AutoZone Beats EPS — But the Market Hit the Brakes Anyway
Sales up 8%, EPS beats by $0.22 — but a $79M revenue miss and margin compression sent AZO down 6.7%
AutoZone just reported Q2 FY2026 earnings, and the headline numbers tell two different stories. Revenue grew 8% year-over-year. EPS technically beat estimates. And yet the stock fell nearly 7% on the day. So what happened?
📊 Sales Growth Remains Solid
AutoZone posted $4.27 billion in net sales for Q2 FY2026 (the 12-week period ending February 14, 2026), an increase of 8.1% year-over-year. That's the kind of steady growth you'd expect from a company selling parts for the nearly 300 million cars on American roads.
But Wall Street was looking for $4.35 billion — and the $79 million gap is what drove the selloff.
Net Sales: $4.27B (+8.1% YoY)
Net Income: $468.9M (down from $487.9M a year ago)
YTD Revenue: $8.9B through the first 24 weeks of fiscal 2026
Worth noting: Q4 FY2025's enormous $6.24B reflects AutoZone's longer 16-week fiscal fourth quarter — not a sudden surge in business.
🎯 EPS Beat, Revenue Miss — Market Chose the Miss
Here's the split verdict from Q2:
EPS: $27.63 vs. $27.41 estimate → Beat by $0.22
Revenue: $4.27B vs. $4.35B estimate → Missed by $79M
The EPS beat matters less when gross margins are shrinking. Net income fell to $468.9M from $487.9M — a $19M drop year-over-year despite 8% revenue growth. The market read that as a signal that AutoZone's profitability engine is under stress.
Stock closed down 6.7% on March 3, 2026.
🏪 The Cars Are Coming In. Comps Are Growing.
The underlying demand story is healthy. Comparable store sales (SSS) grew across all geographies:
Domestic: +3.4% (despite winter storms in late January and early February)

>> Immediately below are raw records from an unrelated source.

//! Identifiers for nodes, edges and provenance records
//!
//! All three are UUIDv7 values wrapped in distinct newtypes so a node id can
//! never be passed where an edge id is expected. UUIDv7 sorts by creation
//! time, which the store relies on for stable ordering.

use serde::{Deserialize, Deserializer, Serialize, Serializer};
use std::fmt;
use std::str::FromStr;

macro_rules! uuid_id {
    ($(#[$meta:meta])* $name:ident, $label:literal) => {
        $(#[$meta])*
        #[derive(Debug, Clone, Copy, PartialEq, Eq, PartialOrd, Ord, Hash, Default)]
        pub struct $name(u128);

        impl $name {
            /// Generate a new UUIDv7-based identifier
            pub fn new() -> Self {
                Self(uuid::Uuid::now_v7().as_u128())
            }

            /// The nil identifier, used by zero-value records
            pub const fn nil() -> Self {
                Self(0)
            }

            /// Create an identifier from a raw u128 value
            ///
            /// This is primarily for storage layer deserialization.
            pub const fn from_value(value: u128) -> Self {
                Self(value)
            }

            /// Parse an identifier from its hyphenated UUID form
            pub fn from_string(s: &str) -> Result<Self, String> {
                uuid::Uuid::parse_str(s)
                    .map(|u| Self(u.as_u128()))
                    .map_err(|e| format!("Invalid {} '{}': {}", $label, s, e))
            }

            /// Get the raw u128 value
            pub const fn value(&self) -> u128 {
                self.0
            }

            /// Whether this is the nil identifier
            pub const fn is_nil(&self) -> bool {
                self.0 == 0
            }

            /// Big-endian byte form used as the storage key
            pub fn to_bytes(&self) -> [u8; 16] {
                self.0.to_be_bytes()
            }

            /// Rebuild an identifier from its storage key
            pub fn from_bytes(bytes: &[u8]) -> Result<Self, String> {
                let arr: [u8; 16] = bytes.try_into().map_err(|_| {
                    format!("Expected 16 bytes for {}, got {}", $label, bytes.len())
                })?;
                Ok(Self(u128::from_be_bytes(arr)))
            }

            /// Millisecond timestamp component of the UUIDv7
            pub fn timestamp(&self) -> u64 {
                (self.0 >> 80) as u64
            }
        }

        impl fmt::Display for $name {
            fn fmt(&self, f: &mut fmt::Formatter<'_>) -> fmt::Result {
                write!(f, "{}", uuid::Uuid::from_u128(self.0))
            }
        }

        impl FromStr for $name {
            type Err = String;

            fn from_str(s: &str) -> Result<Self, Self::Err> {
                Self::from_string(s)
            }
        }

        impl Serialize for $name {
            fn serialize<S: Serializer>(&self, serializer: S) -> Result<S::Ok, S::Error> {
                serializer.collect_str(self)
            }
        }

        impl<'de> Deserialize<'de> for $name {
            fn deserialize<D: Deserializer<'de>>(deserializer: D) -> Result<Self, D::Error> {
                let s = String::deserialize(deserializer)?;
                Self::from_string(&s).map_err(serde::de::Error::custom)
            }
        }
    };
}

uuid_id!(
    /// Unique identifier for a graph node
    NodeId,
    "node id"
);

uuid_id!(
    /// Unique identifier for a graph edge
    EdgeId,
    "edge id"
);

uuid_id!(
    /// Unique identifier for a provenance record
    ProvenanceId,
    "provenance id"
);
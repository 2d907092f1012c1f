use std::io;

use thiserror::Error;

/// Fatal conditions raised by an entropy coder or the stream around it.
///
/// A full output buffer is not an error here. The streams drain or grow their
/// buffers instead.
#[derive(Debug, Error)]
pub enum StreamError {
    #[error("entropy coder ran out of memory")]
    OutOfMemory,
    #[error("invalid entropy coder configuration: {0}")]
    InvalidConfig(String),
    #[error("unsupported integrity check: {0}")]
    UnsupportedCheck(String),
    #[error("entropy coder misuse: {0}")]
    Misuse(String),
    #[error("compressed data is corrupt: {0}")]
    Corrupt(String),
    #[error("compressed stream ended in the middle of a frame after {0} bytes")]
    Truncated(u64),
    #[error("i/o error on compressed stream")]
    Io(#[from] io::Error),
}

/// Bytes moved by one coder round.
#[derive(Debug, Clone, Copy, Default, PartialEq, Eq)]
pub struct Step {
    /// Bytes taken from the front of the input slice.
    pub consumed: usize,
    /// Bytes written to the front of the output slice.
    pub produced: usize,
}

/// Compression half of the entropy coder seam.
///
/// Implementations process only what they are handed: no internal blocking,
/// no I/O. [`CompressionStream`](crate::CompressionStream) owns the buffers and
/// decides when to call each round.
pub trait EntropyEncoder {
    /// Human-readable coder name for logs and CLI display.
    fn name(&self) -> &'static str;

    /// One compression round. `output` is never empty.
    fn encode(&mut self, input: &[u8], output: &mut [u8]) -> Result<Step, StreamError>;

    /// One finishing round: consume what is left of `input`, then emit the
    /// stream trailer. Returns `true` in the second field once the trailer
    /// has been written completely.
    fn finish(&mut self, input: &[u8], output: &mut [u8]) -> Result<(Step, bool), StreamError>;
}

/// Decompression half of the entropy coder seam.
pub trait EntropyDecoder {
    fn name(&self) -> &'static str;

    /// One decode round. `output` is never empty.
    fn decode(&mut self, input: &[u8], output: &mut [u8]) -> Result<Step, StreamError>;

    /// Whether the coder sits between frames, i.e. running out of input here
    /// is a clean end of stream rather than truncation.
    fn at_frame_boundary(&self) -> bool;
}
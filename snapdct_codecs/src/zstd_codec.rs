use std::io;

use snapdct_core::{EntropyDecoder, EntropyEncoder, Step, StreamError};
use tracing::debug;
use zstd::stream::raw::{CParameter, Decoder, Encoder, InBuffer, Operation, OutBuffer};

/// Compression level used when none is configured (1 = fast / larger,
/// 22 = slow / smallest).
pub const DEFAULT_ZSTD_LEVEL: i32 = 19;

/// Map a zstd error onto the stream error taxonomy. zstd only reports its
/// error names as text, so this goes by message.
fn classify(err: io::Error, decoding: bool) -> StreamError {
    let msg = err.to_string();
    let lower = msg.to_ascii_lowercase();
    if lower.contains("memory") {
        StreamError::OutOfMemory
    } else if lower.contains("parameter") || lower.contains("out of bound") {
        StreamError::InvalidConfig(msg)
    } else if lower.contains("checksum") && !decoding {
        StreamError::UnsupportedCheck(msg)
    } else if lower.contains("stage") {
        StreamError::Misuse(msg)
    } else if decoding {
        StreamError::Corrupt(msg)
    } else {
        StreamError::Misuse(msg)
    }
}

// ── Encoder ────────────────────────────────────────────────────────────────

/// Streaming Zstandard encoder producing a single frame with a content
/// checksum, so corruption is caught on decode.
pub struct ZstdEncoder {
    raw: Encoder<'static>,
    level: i32,
}

impl ZstdEncoder {
    pub fn new(level: i32) -> Result<Self, StreamError> {
        let mut raw = Encoder::new(level).map_err(|e| classify(e, false))?;
        raw.set_parameter(CParameter::ChecksumFlag(true))
            .map_err(|e| classify(e, false))?;
        debug!(level, "zstd encoder ready");
        Ok(Self { raw, level })
    }

    pub fn level(&self) -> i32 {
        self.level
    }
}

impl EntropyEncoder for ZstdEncoder {
    fn name(&self) -> &'static str {
        "zstd"
    }

    fn encode(&mut self, input: &[u8], output: &mut [u8]) -> Result<Step, StreamError> {
        let mut src = InBuffer::around(input);
        let mut dst = OutBuffer::around(output);
        self.raw
            .run(&mut src, &mut dst)
            .map_err(|e| classify(e, false))?;
        Ok(Step {
            consumed: src.pos(),
            produced: dst.pos(),
        })
    }

    fn finish(&mut self, input: &[u8], output: &mut [u8]) -> Result<(Step, bool), StreamError> {
        if !input.is_empty() {
            // the frame epilogue ignores input, so hand it over first
            return Ok((self.encode(input, output)?, false));
        }
        let mut dst = OutBuffer::around(output);
        let remaining = self
            .raw
            .finish(&mut dst, true)
            .map_err(|e| classify(e, false))?;
        Ok((
            Step {
                consumed: 0,
                produced: dst.pos(),
            },
            remaining == 0,
        ))
    }
}

// ── Decoder ────────────────────────────────────────────────────────────────

/// Streaming Zstandard decoder. Concatenated frames decode back to back.
pub struct ZstdDecoder {
    raw: Decoder<'static>,
    /// Whether the last round ended exactly on a completed frame.
    boundary: bool,
}

impl ZstdDecoder {
    pub fn new() -> Result<Self, StreamError> {
        let raw = Decoder::new().map_err(|e| classify(e, true))?;
        Ok(Self { raw, boundary: true })
    }
}

impl EntropyDecoder for ZstdDecoder {
    fn name(&self) -> &'static str {
        "zstd"
    }

    fn decode(&mut self, input: &[u8], output: &mut [u8]) -> Result<Step, StreamError> {
        let mut src = InBuffer::around(input);
        let mut dst = OutBuffer::around(output);
        let hint = self
            .raw
            .run(&mut src, &mut dst)
            .map_err(|e| classify(e, true))?;
        let step = Step {
            consumed: src.pos(),
            produced: dst.pos(),
        };
        if step.consumed > 0 || step.produced > 0 {
            self.boundary = hint == 0;
        }
        Ok(step)
    }

    fn at_frame_boundary(&self) -> bool {
        self.boundary
    }
}
use std::fs::{self, File};
use std::io;
use std::path::PathBuf;
use std::time::Instant;

use anyhow::Context;
use clap::{Parser, Subcommand};
use tracing_subscriber::EnvFilter;

use snapdct_codecs::{ZstdDecoder, ZstdEncoder, DEFAULT_ZSTD_LEVEL};
use snapdct_core::capture::convert_file;
use snapdct_core::compare::{compare, ViewEvent, ViewState, DEFAULT_SEGMENT_SAMPLES};
use snapdct_core::pipeline::{container_path, read_header};
use snapdct_core::progress::human_bytes;
use snapdct_core::sample::{parse_samples, SAMPLE_BYTES};
use snapdct_core::{decode_file, encode_file, EncodeParams, HEADER_SIZE};

// ── CLI definition ─────────────────────────────────────────────────────────

#[derive(Parser)]
#[command(
    name = "snapdct",
    about = "Lossy archival of complex 8-bit radio recordings: DCT, quantize, trim, zstd",
    version
)]
struct Cli {
    /// Log at debug level unless RUST_LOG says otherwise
    #[arg(short, long, global = true)]
    verbose: bool,

    #[command(subcommand)]
    command: Commands,
}

#[derive(Subcommand)]
enum Commands {
    /// Encode a raw interleaved i8 I/Q recording into <input>.rqdct
    Encode {
        /// Raw sample file
        input: PathBuf,
        /// Samples per transform block
        block_size: u32,
        /// Quantization factor in percent (100 = coefficients stored as-is)
        quantization_percent: f32,
        /// Percentage of low-frequency bins kept per block
        cutoff_freq_percent: f32,
        /// Container path (default: <input>.rqdct)
        #[arg(short, long)]
        output: Option<PathBuf>,
        /// Zstd compression level (1–22)
        #[arg(long, default_value_t = DEFAULT_ZSTD_LEVEL)]
        level: i32,
    },
    /// Decode a container back to raw i8 I/Q samples
    Decode {
        /// Container file
        input: PathBuf,
        /// Destination raw sample file
        output: PathBuf,
    },
    /// Print the container header without decoding the payload
    Inspect {
        /// Container file
        file: PathBuf,
    },
    /// Convert a 32-bit capture file to raw i8 I/Q, normalised to its peak
    Convert {
        /// Capture file (metadata header followed by i32 I/Q pairs)
        capture: PathBuf,
        /// Destination raw sample file
        output: PathBuf,
    },
    /// Compare two raw sample files, e.g. an original and its reconstruction
    Compare {
        /// Reference recording
        a: PathBuf,
        /// Recording under test
        b: PathBuf,
        /// Samples per navigation segment
        #[arg(long, default_value_t = DEFAULT_SEGMENT_SAMPLES)]
        segment_samples: u64,
        /// Navigation keys applied in order: '>'/'n' next, '<'/'p' previous, 's' swap
        #[arg(long, default_value = "")]
        keys: String,
    },
}

// ── Helpers ────────────────────────────────────────────────────────────────

fn init_logging(verbose: bool) {
    let default = if verbose { "debug" } else { "info" };
    let filter = EnvFilter::try_from_default_env().unwrap_or_else(|_| EnvFilter::new(default));
    tracing_subscriber::fmt()
        .with_env_filter(filter)
        .with_writer(io::stderr)
        .with_target(false)
        .init();
}

fn throughput(bytes: u64, secs: f64) -> String {
    human_bytes((bytes as f64 / secs.max(1e-9)) as u64)
}

// ── Subcommand implementations ─────────────────────────────────────────────

fn run_encode(
    input: PathBuf,
    block_size: u32,
    quantization_percent: f32,
    cutoff_percent: f32,
    output: Option<PathBuf>,
    level: i32,
) -> anyhow::Result<()> {
    let params = EncodeParams::from_percentages(block_size, quantization_percent, cutoff_percent)
        .context("invalid encoder parameters")?;
    let output = output.unwrap_or_else(|| container_path(&input));
    let coder = ZstdEncoder::new(level).context("configuring zstd")?;

    let t0 = Instant::now();
    let summary = encode_file(&input, &output, &params, coder)?;
    let elapsed = t0.elapsed().as_secs_f64();

    eprintln!("  output      : {:?}", output);
    eprintln!("  block size  : {} samples", params.block_size());
    eprintln!("  bins kept   : {}", params.bins_to_keep());
    eprintln!("  quantization: {:.3}", params.quantization_factor());
    eprintln!("  blocks      : {}", summary.blocks);
    eprintln!("  raw size    : {}", human_bytes(summary.bytes_in));
    eprintln!("  compressed  : {}", human_bytes(summary.bytes_out));
    eprintln!("  ratio       : {:.2}%", summary.ratio() * 100.0);
    eprintln!(
        "  trimming    : {:.2}%  entropy: {:.2}%",
        params.header().trimming_ratio() * 100.0,
        summary.entropy_ratio * 100.0
    );
    if summary.dropped_bytes > 0 {
        eprintln!("  dropped     : {} (incomplete trailing block)", human_bytes(summary.dropped_bytes));
    }
    if let Some(factor) = summary.suggested_factor {
        eprintln!(
            "  saturated   : {} values, try quantization {:.3}%",
            summary.saturated,
            factor * 100.0
        );
    }
    eprintln!("  throughput  : {}/s", throughput(summary.bytes_in, elapsed));
    eprintln!("  elapsed     : {:.3}s", elapsed);
    Ok(())
}

fn run_decode(input: PathBuf, output: PathBuf) -> anyhow::Result<()> {
    let coder = ZstdDecoder::new().context("configuring zstd")?;
    let t0 = Instant::now();
    let summary = decode_file(&input, &output, coder)?;
    let elapsed = t0.elapsed().as_secs_f64();

    eprintln!("  block size  : {} samples", summary.header.block_size);
    eprintln!("  bins kept   : {}", summary.header.bins_to_keep);
    eprintln!("  blocks      : {}", summary.blocks);
    eprintln!("  compressed  : {}", human_bytes(summary.bytes_in));
    eprintln!("  raw size    : {}", human_bytes(summary.bytes_out));
    eprintln!("  throughput  : {}/s", throughput(summary.bytes_out, elapsed));
    eprintln!("  elapsed     : {:.3}s", elapsed);
    Ok(())
}

fn run_inspect(file: PathBuf) -> anyhow::Result<()> {
    let mut src = File::open(&file).with_context(|| format!("cannot read: {:?}", file))?;
    let header = read_header(&mut src)?;
    let file_size = src.metadata()?.len();
    let payload = file_size.saturating_sub(HEADER_SIZE as u64);

    println!("=== rqdct file: {:?} ===", file);
    println!();
    println!("  block size     : {} samples", header.block_size);
    println!("  quantization   : {} ({:.3}%)", header.quantization_factor, header.quantization_factor * 100.0);
    println!("  bins kept      : {}", header.bins_to_keep);
    println!("  trimming ratio : {:.2}%", header.trimming_ratio() * 100.0);
    println!("  block payload  : {} before entropy coding", human_bytes(header.payload_bytes_per_block() as u64));
    println!("  block raw size : {}", human_bytes(header.sample_bytes_per_block() as u64));
    println!("  payload        : {}", human_bytes(payload));
    println!("  file on disk   : {}", human_bytes(file_size));
    Ok(())
}

fn run_convert(capture: PathBuf, output: PathBuf) -> anyhow::Result<()> {
    let t0 = Instant::now();
    let summary = convert_file(&capture, &output)?;
    eprintln!("  sample rate : {} Hz", summary.header.sample_rate);
    eprintln!("  centre freq : {} Hz", summary.header.centre_freq_hz);
    eprintln!("  timestamp   : {}", summary.header.timestamp);
    eprintln!("  samples     : {}", summary.samples);
    eprintln!("  peak        : {}", summary.peak);
    eprintln!("  raw size    : {}", human_bytes(summary.samples * SAMPLE_BYTES as u64));
    eprintln!("  elapsed     : {:.3}s", t0.elapsed().as_secs_f64());
    Ok(())
}

fn run_compare(a: PathBuf, b: PathBuf, segment_samples: u64, keys: &str) -> anyhow::Result<()> {
    let first = parse_samples(&fs::read(&a).with_context(|| format!("cannot read: {:?}", a))?);
    let second = parse_samples(&fs::read(&b).with_context(|| format!("cannot read: {:?}", b))?);
    if first.len() != second.len() {
        tracing::warn!(
            a = first.len(),
            b = second.len(),
            "recordings differ in length, comparing the common prefix"
        );
    }

    let mut view = ViewState::default();
    for key in keys.chars() {
        match ViewEvent::from_key(key) {
            Some(event) => view = view.apply(event),
            None => anyhow::bail!("unknown navigation key '{}'. Valid keys: > n < p s", key),
        }
    }
    let (reference, test) = view.order(first.as_slice(), second.as_slice());

    let overall = compare(reference, test);
    println!("=== {:?} vs {:?} ===", a, b);
    println!();
    println!("  samples        : {}", overall.samples);
    println!("  max abs error  : {}", overall.max_abs_error);
    println!("  rmse           : {:.4}", overall.rmse);
    println!("  snr            : {:.2} dB", overall.snr_db);
    println!("  phase error    : {:.4} rad", overall.mean_phase_error_rad);

    if !keys.is_empty() {
        let start = (view.segment.saturating_mul(segment_samples)).min(overall.samples) as usize;
        let end = (start as u64 + segment_samples).min(overall.samples) as usize;
        let segment = compare(&reference[start..end], &test[start..end]);
        println!();
        println!(
            "  segment {} (byte offset {}{})",
            view.segment,
            view.byte_offset(segment_samples),
            if view.swapped { ", order swapped" } else { "" }
        );
        println!("    samples      : {}", segment.samples);
        println!("    max abs error: {}", segment.max_abs_error);
        println!("    rmse         : {:.4}", segment.rmse);
        println!("    snr          : {:.2} dB", segment.snr_db);
    }
    Ok(())
}

// ── Entry point ────────────────────────────────────────────────────────────

fn main() -> anyhow::Result<()> {
    let cli = match Cli::try_parse() {
        Ok(cli) => cli,
        Err(e) => {
            let _ = e.print();
            // --help and --version are not failures
            std::process::exit(if e.use_stderr() { 1 } else { 0 });
        }
    };
    init_logging(cli.verbose);

    match cli.command {
        Commands::Encode {
            input,
            block_size,
            quantization_percent,
            cutoff_freq_percent,
            output,
            level,
        } => run_encode(input, block_size, quantization_percent, cutoff_freq_percent, output, level),
        Commands::Decode { input, output } => run_decode(input, output),
        Commands::Inspect { file } => run_inspect(file),
        Commands::Convert { capture, output } => run_convert(capture, output),
        Commands::Compare {
            a,
            b,
            segment_samples,
            keys,
        } => run_compare(a, b, segment_samples, &keys),
    }
}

International (constant currency): +2.5%
Total Company (constant currency): +3.3%
Management flagged winter storms as a meaningful headwind in the back half of Q2. Auto parts demand is highly weather-correlated — storms suppress DIY repair activity. The fact that comps stayed positive through those disruptions speaks to the durability of AutoZone's customer base.
The international headline number looks eye-popping at +17.1% — but that's a currency translation effect, not operational outperformance. In constant currency, it was a solid but unspectacular +2.5%.
📉 Margin Compression: Blame the Accounting, Not the Business
This is the number that spooked investors: gross margin fell to 52.5%, down 137 basis points year-over-year.
But here's the key detail: 138 of those 137 basis points came from a single non-cash LIFO charge.
LIFO (Last In, First Out) inventory accounting means that when parts costs rise, AutoZone's cost of goods sold reflects the higher-priced inventory first — even if those parts haven't actually been sold yet. It's an accounting methodology, not a cash expense. Excluding LIFO, gross margins were essentially flat year-over-year.
The business is fine. The accounting treatment is making it look worse than it is. But GAAP is GAAP, and analysts aren't ignoring the trend.
🌎 7,774 Stores and Still Expanding
AutoZone opened 64 net new stores in Q2, staying firmly on track for its full-year target of 350–360 new locations globally.
The US footprint dominates at 6,709 stores (86% of total), but Mexico (913 stores) and Brazil (152 stores) represent the growth runway. International expansion is the long game — and AutoZone is playing it methodically.
One flag worth watching: inventory per store grew 13.1% year-over-year. That reflects deliberate stocking decisions in anticipation of demand — but it also means capital tied up in shelves, contributing to the LIFO charge problem.
🔑 The Numbers Behind the Numbers
⚡ The Bottom Line
AutoZone's Q2 FY2026 was a tale of optical vs. operational performance. The business grew 8%. Comps stayed positive through weather disruptions. New stores opened on schedule. And a $310.8M share buyback program is steadily reducing the share count.
But a non-cash accounting charge made margins look terrible, a $79M revenue shortfall disappointed analysts, and the stock got punished accordingly.
The bears will point to the margin trend and wonder if the LIFO charges keep coming. The bulls will note that ex-LIFO, the business is performing as expected — and that a shrinking float and disciplined expansion point toward EPS recovery.
With $1.4 billion of buyback authorization remaining and a store count approaching 8,000, AutoZone's flywheel is intact. Whether the stock recovers depends on whether the LIFO headwind becomes the story — or just a footnote.